AI Act and the Interplay with the Platform Work Directive
While the AI Act provides the overarching AI governance framework, it operates in conjunction with the Platform Work Directive (EU) 2024/2831 (the “Directive”), which specifically addresses algorithmic management in digital labour platforms. Together, these instruments form a complementary regulatory regime governing the use of AI in the management of work.
The Directive regulates automated monitoring and decision-making systems used to organise platform work. It introduces requirements around transparency, human oversight, limits on data processing and the right to explanation and human review where automated systems significantly affect working conditions or contractual status. It also recognises that the use of such systems may be relevant when assessing whether a person has been misclassified as self-employed.
The Directive reinforces a broader EU regulatory expectation that AI-driven management of work must be subject to heightened safeguards, meaningful human oversight and accountability.

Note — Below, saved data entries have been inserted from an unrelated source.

//! # Flow run records.
//!
//! A [`FlowRun`] is one scheduled or ad-hoc execution instance of a
//! deployment's flow. Runs move through a strict state machine:
//!
//! ```text
//! Pending ──► Running ──► Completed   (all tasks succeeded)
//!                   └───► Failed      (a task exhausted retries, or the run
//!                   │                  was cancelled; remaining tasks skipped)
//!                   └───► Crashed     (executor died / heartbeat went stale)
//! ```
//!
//! Terminal records are retained for audit; [`RunView`] is the external
//! status snapshot returned by run-status queries.

use chrono::{DateTime, Utc};
use tokio::time::Instant;
use tokio_util::sync::CancellationToken;

use crate::flows::Flow;
use crate::pools::WorkPool;
use std::sync::Arc;

/// Unique identifier of one flow run.
#[derive(Clone, Copy, Debug, PartialEq, Eq, Hash, PartialOrd, Ord)]
pub struct RunId(u64);

impl RunId {
    pub(crate) fn from_raw(raw: u64) -> Self {
        Self(raw)
    }
}

impl std::fmt::Display for RunId {
    fn fmt(&self, f: &mut std::fmt::Formatter<'_>) -> std::fmt::Result {
        write!(f, "{}", self.0)
    }
}

/// Lifecycle status of a flow run.
#[derive(Clone, Copy, Debug, PartialEq, Eq)]
pub enum RunStatus {
    /// Created, waiting for pool capacity.
    Pending,
    /// Holding one unit of pool capacity, executing tasks in order.
    Running,
    /// All tasks ran without error.
    Completed,
    /// A task failed past its retry budget, or the run was cancelled.
    Failed,
    /// The executor terminated mid-run (heartbeat timeout or panic).
    Crashed,
}

impl RunStatus {
    /// True for `Completed`, `Failed`, and `Crashed`.
    pub fn is_terminal(&self) -> bool {
        matches!(
            self,
            RunStatus::Completed | RunStatus::Failed | RunStatus::Crashed
        )
    }
}

impl std::fmt::Display for RunStatus {
    fn fmt(&self, f: &mut std::fmt::Formatter<'_>) -> std::fmt::Result {
        let s = match self {
            RunStatus::Pending => "pending",
            RunStatus::Running => "running",
            RunStatus::Completed => "completed",
            RunStatus::Failed => "failed",
            RunStatus::Crashed => "crashed",
        };
        f.write_str(s)
    }
}

/// External status snapshot of one run.
#[derive(Clone, Debug)]
pub struct RunView {
    /// Run identifier.
    pub id: RunId,
    /// Name of the owning deployment.
    pub deployment: String,
    /// Current status.
    pub status: RunStatus,
    /// Fire time the run was scheduled for (creation time for ad-hoc runs).
    pub scheduled_for: DateTime<Utc>,
    /// When the run entered RUNNING.
    pub started_at: Option<DateTime<Utc>>,
    /// When the run reached a terminal state.
    pub ended_at: Option<DateTime<Utc>>,
    /// Failure or crash detail, if any.
    pub error: Option<String>,
}

/// Internal run record owned by the run store.
pub(crate) struct FlowRun {
    pub(crate) id: RunId,
    pub(crate) deployment: Arc<str>,
    pub(crate) flow: Flow,
    pub(crate) pool: Arc<WorkPool>,
    pub(crate) scheduled_for: DateTime<Utc>,
    pub(crate) started_at: Option<DateTime<Utc>>,
    pub(crate) ended_at: Option<DateTime<Utc>>,
    pub(crate) status: RunStatus,
    pub(crate) error: Option<String>,
    /// Refreshed while RUNNING; stale beats mean the executor died.
    pub(crate) last_beat: Option<Instant>,
    /// Cooperative cancellation handle (child of the runtime token).
    pub(crate) cancel: CancellationToken,
}

impl FlowRun {
    pub(crate) fn view(&self) -> RunView {
        RunView {
            id: self.id,
            deployment: self.deployment.to_string(),
            status: self.status,
            scheduled_for: self.scheduled_for,
            started_at: self.started_at,
            ended_at: self.ended_at,
            error: self.error.clone(),
        }
    }
}

#[cfg(test)]
mod tests {
    use super::*;

    #[test]
    fn test_terminal_classification() {
        assert!(!RunStatus::Pending.is_terminal());
        assert!(!RunStatus::Running.is_terminal());
        assert!(RunStatus::Completed.is_terminal());
        assert!(RunStatus::Failed.is_terminal());
        assert!(RunStatus::Crashed.is_terminal());
    }

    #[test]
    fn test_status_labels() {
        assert_eq!(RunStatus::Running.to_string(), "running");
        assert_eq!(RunStatus::Crashed.to_string(), "crashed");
    }
}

These principles align closely with, and complement, the obligations imposed by the AI Act, creating a coherent framework for the regulation of algorithmic management across both traditional and platform-based work arrangements.
Preparing for compliance
The AI Act’s obligations will take effect in stages, with prohibitions and AI literacy requirements already applicable and the high-risk regime applying from August 2026. In parallel, the Directive must be transposed by Member States by 2 December 2026, after which it will apply alongside the AI Act in relevant platform work contexts, creating an integrated compliance landscape for employers utilising AI-driven workforce management tools.
Employers should review how AI systems are currently being used within their organisations, identify any tools that may fall within the prohibitions or may be classified as high-risk, and confirm their role and obligations under the AI Act and, where applicable, the Directive. Early engagement with these requirements will be essential to ensure a smooth transition to the new regulatory environment.